Apparent failure to maintain regular management
Asbestos was widely used as commercial and industrial insulation in Britain for more than 100 years. It’s application as a low cost and effective building product reached its peak during three decades after 1945 before a first ban on the most toxic brown and blue asbestos was introduced in the mid 1980s. Many hospitals built during the 20th century still contain asbestos, which has been left in place under a policy of asbestos management.
However, problems of airborne dust continue to be reported at hospitals around the country as a result of an apparent failure to maintain adequate and regular management. When three different hospital trusts identified the presence of asbestos materials during renovations, an investigation found that there was a failure to put into place a management or monitoring plan to control the risk of airborne dust. There may have also been a lack of asbestos awareness by NHS Trust maintenance staff who could have disturbed asbestos fibres without knowing they were at risk of exposure and without protection equipment.
An official announcement declaring that asbestos left undisturbed within the fabric of a building poses no risk, might suggest that a plan for the management of asbestos is being fully implemented and regularly checked. Sadly, it is not always the case.
No information on the location or condition of asbestos
At one NHS Foundation Trust in the north of England there was no information on the location or condition of asbestos previously found in the door frames of the wards. The lack of communication led to the release of asbestos dust into the air when holes were drilled into the doors when cables were being installed and a potential risk posed to patients, nurses, doctors and other hospital staff.
The use of asbestos insulation in a wide variety of building applications means it can still be found in areas such as heating ducts, ceiling voids and wall linings where – if encapsulated, left undisturbed, and regularly monitored – could pose a reduced risk. However, asbestos was most often used to line boilers and lag hot water pipework.
The asbestos fibre and cement mix lagging would deteriorate, crumble and release fibre dust into air, and broken pieces fall on the floor. It could often be standard practice to house pipes below ground level to heat basement canteens, which would run along the interior or exterior walls of service / pedestrian tunnels and walkways accessible by hospital staff. Close proximity and regular exposure could inevitably lead to tragic outcomes.

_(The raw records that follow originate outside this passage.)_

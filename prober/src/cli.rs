use std::cmp::Ordering;
use std::fs::File;
use std::path::PathBuf;
use std::process::ExitCode;
use std::time::Duration;

use clap::{arg, crate_version, value_parser, ArgAction, ArgMatches, Command};
use itertools::Itertools;
use log::{error, info, warn};
use rand::seq::SliceRandom;
use rand::Rng;
use serde::Serialize;

use crate::error::Error;
use crate::log::{config_default, config_with_file};
use crate::protocol::ProtocolBehavior;
use crate::runner::{Outcome, Runner};
use crate::tree::Conversation;

/// Name of the conversation which runs before and after every batch.
pub const SANITY: &str = "sanity";

/// Where conversations connect to.
#[derive(Debug, Clone, PartialEq)]
pub struct Target {
    pub host: String,
    pub port: u16,
    pub timeout: Duration,
}

impl Default for Target {
    fn default() -> Self {
        Self {
            host: "localhost".into(),
            port: 4433,
            timeout: Duration::from_secs(5),
        }
    }
}

pub type Factory<PB> = Box<dyn Fn() -> Result<Conversation<PB>, Error>>;

/// Named conversation factories, in registration order.
///
/// Conversations are built fresh for every run since nodes keep per-run state.
pub struct Registry<PB: ProtocolBehavior> {
    entries: Vec<(String, Factory<PB>)>,
}

impl<PB: ProtocolBehavior> Default for Registry<PB> {
    fn default() -> Self {
        Self {
            entries: Vec::new(),
        }
    }
}

impl<PB: ProtocolBehavior> Registry<PB> {
    pub fn new() -> Self {
        Self::default()
    }

    pub fn register<S, F>(&mut self, name: S, factory: F) -> Result<(), Error>
    where
        S: Into<String>,
        F: Fn() -> Result<Conversation<PB>, Error> + 'static,
    {
        let name = name.into();
        if self.contains(&name) {
            return Err(Error::Configuration(format!(
                "conversation {} is registered twice",
                name
            )));
        }
        self.entries.push((name, Box::new(factory)));
        Ok(())
    }

    pub fn contains(&self, name: &str) -> bool {
        self.entries.iter().any(|(known, _)| known == name)
    }

    pub fn names(&self) -> impl Iterator<Item = &str> {
        self.entries.iter().map(|(name, _)| name.as_str())
    }

    pub fn len(&self) -> usize {
        self.entries.len()
    }

    pub fn is_empty(&self) -> bool {
        self.entries.is_empty()
    }

    pub fn build(&self, name: &str) -> Result<Conversation<PB>, Error> {
        let (_, factory) = self
            .entries
            .iter()
            .find(|(known, _)| known == name)
            .ok_or_else(|| Error::Lookup(format!("no conversation named {}", name)))?;
        factory()
    }
}

/// A named set of conversations the binary can run.
pub struct Suite<PB: ProtocolBehavior> {
    pub name: &'static str,
    pub about: &'static str,
    pub build: fn(&Target) -> Result<Registry<PB>, Error>,
}

#[derive(Debug, Clone, PartialEq)]
pub struct RunConfig {
    pub target: Target,
    pub suite: Option<String>,
    /// Run only these conversations, besides sanity. Empty means all of them.
    pub include: Vec<String>,
    pub exclude: Vec<String>,
    /// Run a random selection of this many conversations.
    pub sample: Option<usize>,
    pub repeat: usize,
    pub json: Option<PathBuf>,
    pub log_file: Option<PathBuf>,
    pub list: bool,
}

impl Default for RunConfig {
    fn default() -> Self {
        Self {
            target: Target::default(),
            suite: None,
            include: Vec::new(),
            exclude: Vec::new(),
            sample: None,
            repeat: 1,
            json: None,
            log_file: None,
            list: false,
        }
    }
}

impl RunConfig {
    pub fn from_matches(matches: &ArgMatches) -> Self {
        let defaults = Self::default();
        let strings = |id: &str| -> Vec<String> {
            matches
                .get_many::<String>(id)
                .map(|values| values.cloned().collect())
                .unwrap_or_default()
        };

        Self {
            target: Target {
                host: matches
                    .get_one::<String>("host")
                    .cloned()
                    .unwrap_or(defaults.target.host),
                port: matches
                    .get_one::<u16>("port")
                    .copied()
                    .unwrap_or(defaults.target.port),
                timeout: matches
                    .get_one::<Duration>("timeout")
                    .copied()
                    .unwrap_or(defaults.target.timeout),
            },
            suite: matches.get_one::<String>("suite").cloned(),
            include: strings("names"),
            exclude: strings("exclude"),
            sample: matches.get_one::<usize>("sample").copied(),
            repeat: matches
                .get_one::<usize>("repeat")
                .copied()
                .unwrap_or(defaults.repeat),
            json: matches.get_one::<PathBuf>("json").cloned(),
            log_file: matches.get_one::<PathBuf>("log-file").cloned(),
            list: matches.get_flag("list"),
        }
    }
}

#[derive(Debug, Clone, PartialEq, Eq, Serialize)]
pub struct FailureRecord {
    pub name: String,
    pub node: String,
    pub reason: String,
}

#[derive(Debug, Clone, Default, PartialEq, Eq, Serialize)]
pub struct Report {
    pub total: usize,
    pub skipped: usize,
    pub passed: usize,
    pub failed: usize,
    /// Did sanity pass both first and last? If not, the other results mean little.
    pub sanity_ok: bool,
    pub failed_names: Vec<String>,
    pub failures: Vec<FailureRecord>,
}

impl Report {
    pub fn all_passed(&self) -> bool {
        self.failed == 0 && self.sanity_ok
    }

    pub fn summary(&self) -> String {
        let mut out = String::new();
        out.push_str("Test end\n");
        out.push_str(&"=".repeat(20));
        out.push('\n');
        out.push_str(&format!("TOTAL: {}\n", self.total));
        out.push_str(&format!("SKIP: {}\n", self.skipped));
        out.push_str(&format!("PASS: {}\n", self.passed));
        out.push_str(&format!("FAIL: {}\n", self.failed));
        if !self.sanity_ok {
            out.push_str("sanity did not pass, results are inconclusive\n");
        }
        if !self.failed_names.is_empty() {
            out.push_str(&format!(
                "Failed conversations: {}\n",
                self.failed_names.iter().join(", ")
            ));
        }
        out
    }
}

/// Ordering in which embedded numbers compare by value, so `mac -2` sorts before `mac -10`.
pub fn natural_cmp(a: &str, b: &str) -> Ordering {
    fn chunks(s: &str) -> Vec<(bool, &str)> {
        let mut out = Vec::new();
        let mut start = 0;
        let mut digits = None;
        for (i, c) in s.char_indices() {
            let is_digit = c.is_ascii_digit();
            if let Some(previous) = digits {
                if previous != is_digit {
                    out.push((previous, &s[start..i]));
                    start = i;
                }
            }
            digits = Some(is_digit);
        }
        if let Some(previous) = digits {
            out.push((previous, &s[start..]));
        }
        out
    }

    let (left, right) = (chunks(a), chunks(b));
    for ((l_digits, l), (r_digits, r)) in left.iter().zip(right.iter()) {
        let ordering = if *l_digits && *r_digits {
            let (l, r) = (l.trim_start_matches('0'), r.trim_start_matches('0'));
            l.len().cmp(&r.len()).then_with(|| l.cmp(r))
        } else {
            l.cmp(r)
        };
        if ordering != Ordering::Equal {
            return ordering;
        }
    }
    left.len().cmp(&right.len()).then_with(|| a.cmp(b))
}

/// Order in which conversations run: sanity, the selection, sanity again.
/// Returns the plan and how many conversations were left out.
pub fn plan<PB: ProtocolBehavior, R: Rng>(
    registry: &Registry<PB>,
    config: &RunConfig,
    rng: &mut R,
) -> Result<(Vec<String>, usize), Error> {
    if let Some(unknown) = config
        .include
        .iter()
        .chain(config.exclude.iter())
        .find(|name| !registry.contains(name))
    {
        return Err(Error::Configuration(format!(
            "there is no conversation named {}",
            unknown
        )));
    }

    let regular: Vec<&str> = registry.names().filter(|name| *name != SANITY).collect();
    let mut selected: Vec<String> = regular
        .iter()
        .filter(|name| config.include.is_empty() || config.include.iter().any(|n| n == *name))
        .filter(|name| !config.exclude.iter().any(|n| n == *name))
        .map(|name| name.to_string())
        .collect();

    if let Some(sample) = config.sample {
        if sample < selected.len() {
            selected = selected.choose_multiple(rng, sample).cloned().collect();
        }
    }

    let skipped = regular.len() - selected.len();
    let mut ordered = Vec::with_capacity(selected.len() + 2);
    if registry.contains(SANITY) {
        ordered.push(SANITY.to_string());
        ordered.extend(selected);
        ordered.push(SANITY.to_string());
    } else {
        warn!("no {} conversation registered", SANITY);
        ordered.extend(selected);
    }
    Ok((ordered, skipped))
}

/// Runs every planned conversation `repeat` times. Failures of single conversations are
/// recorded, only broken conversations abort the batch.
pub fn run_batch<PB: ProtocolBehavior>(
    registry: &Registry<PB>,
    config: &RunConfig,
) -> Result<Report, Error> {
    let (ordered, skipped) = plan(registry, config, &mut rand::thread_rng())?;
    let mut report = Report {
        skipped,
        sanity_ok: registry.contains(SANITY),
        ..Report::default()
    };

    for name in &ordered {
        for iteration in 0..config.repeat.max(1) {
            info!("{} ({}/{})", name, iteration + 1, config.repeat.max(1));
            let mut conversation = registry.build(name)?;
            let outcome = Runner::new(&mut conversation, PB::State::default()).run()?;

            report.total += 1;
            match outcome {
                Outcome::Done => {
                    info!("{} ... OK", name);
                    report.passed += 1;
                }
                Outcome::Failed(failure) => {
                    error!("{} ... FAIL at {}: {}", name, failure.description, failure.reason);
                    report.failed += 1;
                    if name == SANITY {
                        report.sanity_ok = false;
                    }
                    report.failures.push(FailureRecord {
                        name: name.clone(),
                        node: failure.description,
                        reason: failure.reason,
                    });
                }
            }
        }
    }

    report.failed_names = report
        .failures
        .iter()
        .map(|failure| failure.name.clone())
        .unique()
        .sorted_by(|a, b| natural_cmp(a, b))
        .collect();
    Ok(report)
}

/// A positive, finite number of seconds.
fn parse_timeout(value: &str) -> Result<Duration, String> {
    let secs: f64 = value.parse().map_err(|err| format!("{}", err))?;
    match Duration::try_from_secs_f64(secs) {
        Ok(timeout) if !timeout.is_zero() => Ok(timeout),
        _ => Err(format!("{} is not a usable number of seconds", value)),
    }
}

pub fn create_app<PB: ProtocolBehavior>(name: &'static str, suites: &[Suite<PB>]) -> Command {
    let suite_help = suites
        .iter()
        .map(|suite| format!("{}: {}", suite.name, suite.about))
        .join("\n");

    Command::new(name)
        .version(crate::GIT_REF)
        .long_version(crate_version!())
        .about("Runs conversations against a TLS server and reports which of them fail")
        .after_help(format!("Suites:\n{}", suite_help))
        .disable_help_flag(true)
        .arg(arg!(--help "Print help").action(ArgAction::Help))
        .arg(arg!(-h --host <host> "Hostname of the server").required(false))
        .arg(
            arg!(-p --port <port> "Port of the server")
                .required(false)
                .value_parser(value_parser!(u16).range(1..)),
        )
        .arg(
            arg!(-s --suite <suite> "Which suite to run, the first one by default")
                .required(false),
        )
        .arg(
            arg!(-e --exclude <name> "Skip the named conversation, may repeat")
                .required(false)
                .action(ArgAction::Append),
        )
        .arg(
            arg!(-n --sample <num> "Run only a random selection of this many conversations")
                .required(false)
                .value_parser(value_parser!(usize)),
        )
        .arg(
            arg!(-r --repeat <num> "How often to run each conversation")
                .required(false)
                .value_parser(value_parser!(usize)),
        )
        .arg(
            arg!(-t --timeout <secs> "Seconds to wait for the server")
                .required(false)
                .value_parser(parse_timeout),
        )
        .arg(
            arg!(--json <file> "Write the report as json")
                .required(false)
                .value_parser(value_parser!(PathBuf)),
        )
        .arg(
            arg!(--"log-file" <file> "Additionally log into this file")
                .required(false)
                .value_parser(value_parser!(PathBuf)),
        )
        .arg(arg!(--list "Print the conversations of the suite and exit"))
        .arg(arg!([names] ... "Run only these conversations, besides sanity"))
}

pub fn main<PB: ProtocolBehavior>(name: &'static str, suites: &[Suite<PB>]) -> ExitCode {
    let matches = create_app(name, suites).get_matches();
    let config = RunConfig::from_matches(&matches);

    let log_config = match &config.log_file {
        Some(path) => config_with_file(path),
        None => config_default(),
    };
    let _handle = match log_config.and_then(|c| {
        log4rs::init_config(c).map_err(|err| Error::Configuration(err.to_string()))
    }) {
        Ok(handle) => handle,
        Err(err) => {
            eprintln!("Failed to init logging: {}", err);
            return ExitCode::FAILURE;
        }
    };

    info!("Git Version: {}", crate::GIT_REF);

    let suite = match &config.suite {
        Some(wanted) => suites.iter().find(|suite| suite.name == wanted.as_str()),
        None => suites.first(),
    };
    let Some(suite) = suite else {
        error!("Unknown suite {:?}", config.suite);
        return ExitCode::FAILURE;
    };

    let registry = match (suite.build)(&config.target) {
        Ok(registry) => registry,
        Err(err) => {
            error!("Failed to build suite {}: {}", suite.name, err);
            return ExitCode::FAILURE;
        }
    };

    if config.list {
        for name in registry.names() {
            println!("{}", name);
        }
        return ExitCode::SUCCESS;
    }

    info!(
        "Running suite {} against {}:{}",
        suite.name, config.target.host, config.target.port
    );
    let report = match run_batch(&registry, &config) {
        Ok(report) => report,
        Err(err) => {
            error!("Aborting the batch: {}", err);
            return ExitCode::FAILURE;
        }
    };

    println!("{}", report.summary());

    if let Some(path) = &config.json {
        let written = File::create(path)
            .map_err(Error::from)
            .and_then(|file| serde_json::to_writer_pretty(file, &report).map_err(Error::from));
        if let Err(err) = written {
            error!("Failed to write report to {}: {}", path.display(), err);
            return ExitCode::FAILURE;
        }
    }

    if report.all_passed() {
        ExitCode::SUCCESS
    } else {
        ExitCode::FAILURE
    }
}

Exposure to asbestos lagged pipes
It was reported that a 51 year old physician developed mesothelioma, suspected of being the result of exposure to asbestos lagged pipes when he was a medical student, thirty year earlier. He would walk to and back from lectures via underground hallways connecting different buildings at a midlands university campus. It is believed that dust fibre particles were released into the atmosphere from deteriorating asbestos used as insulation lagging around the water pipes running along the length of the corridor. An almost identical case occurred in London, when an anaesthetist claimed he was exposed to asbestos walking through the underground tunnels linking hospital buildings as a student in the late 1970s, early 80s.

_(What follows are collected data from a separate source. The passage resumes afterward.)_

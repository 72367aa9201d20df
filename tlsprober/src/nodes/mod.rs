//! The TLS node catalogue.
//!
//! Commands change the connection without talking to the peer, generators build one message
//! each and expectations check one inbound event. The [`mutators`] wrap generators to inject
//! faults into what they send.

use prober::codec::Codec;
use prober::error::Error;

use crate::tls::enums::HandshakeType;
use crate::tls::handshake::HandshakeMessage;
use crate::tls::message::Message;

pub mod commands;
pub mod expect;
pub mod generators;
pub mod mutators;

/// The handshake message of type `typ` which `message` carries.
pub(crate) fn handshake(message: &Message, typ: HandshakeType) -> Result<HandshakeMessage, Error> {
    let parsed = HandshakeMessage::from_message(message)
        .ok_or_else(|| Error::Codec(format!("malformed {:?} message", typ)))?;
    if parsed.typ != typ {
        return Err(Error::Protocol(format!(
            "expected {:?}, got {:?}",
            typ, parsed.typ
        )));
    }
    Ok(parsed)
}

/// Reads a `T` which must span all of `body`.
pub(crate) fn decode<T: Codec>(typ: HandshakeType, body: &[u8]) -> Result<T, Error> {
    T::read_bytes(body).ok_or_else(|| Error::Codec(format!("malformed {:?} body", typ)))
}

/// Writes `bytes` in a short form for node descriptions.
pub(crate) fn short_hex(bytes: &[u8]) -> String {
    const SHOWN: usize = 16;
    if bytes.len() > SHOWN {
        format!("{}..({} bytes)", hex::encode(&bytes[..SHOWN]), bytes.len())
    } else {
        hex::encode(bytes)
    }
}

#[cfg(test)]
mod tests {
    use test_log::test;

    use super::*;
    use crate::tls::enums::ContentType;

    #[test]
    fn test_handshake_type_is_checked() {
        let done = Message::new(ContentType::Handshake, vec![0x0e, 0, 0, 0]);
        assert!(handshake(&done, HandshakeType::ServerHelloDone).is_ok());
        assert!(matches!(
            handshake(&done, HandshakeType::Finished),
            Err(Error::Protocol(_))
        ));

        let truncated = Message::new(ContentType::Handshake, vec![0x14, 0, 0, 12, 1]);
        assert!(matches!(
            handshake(&truncated, HandshakeType::Finished),
            Err(Error::Codec(_))
        ));
    }

    #[test]
    fn test_short_hex() {
        assert_eq!(short_hex(&[0xab, 0x01]), "ab01");
        assert_eq!(
            short_hex(&[0u8; 20]),
            format!("{}..(20 bytes)", "00".repeat(16))
        );
    }
}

Recently, a former hospital worker was just 65 years old when diagnosed with mesothelioma. The father of four was employed at a Surrey hospital as a porter between 1970 and 1981. While the former porter never actually handled asbestos over the eleven years he worked at the hospital, it is believed he inhaled the tiny dust particles during the periods he spent in the hospital boiler room, which was also used as a porter’s rest room.
Cannot be safely assumed that asbestos is being properly managed
Under Regulation 4 of the Control of Asbestos Regulations 2012, every Hospital Trust has a duty to manage asbestos within all of its properties. In addition they must provide all staff with appropriate information regarding the presence of asbestos in the buildings where they may be required to carry out their daily duties. Any individual who may risk contact with asbestos must also be given relevant awareness training.
In recent years, the NHS has come under increasing pressure due to many factors involving budgets and resources. The problems of managing asbestos may also come under pressure. It cannot be safely assumed that all asbestos in place is encapsulated, being properly managed, and not releasing fibre dust into the air.
Many experts now believe that nothing less than the total removal of all asbestos from every public building, including hospitals, can be only real answer to the potential risk of exposure.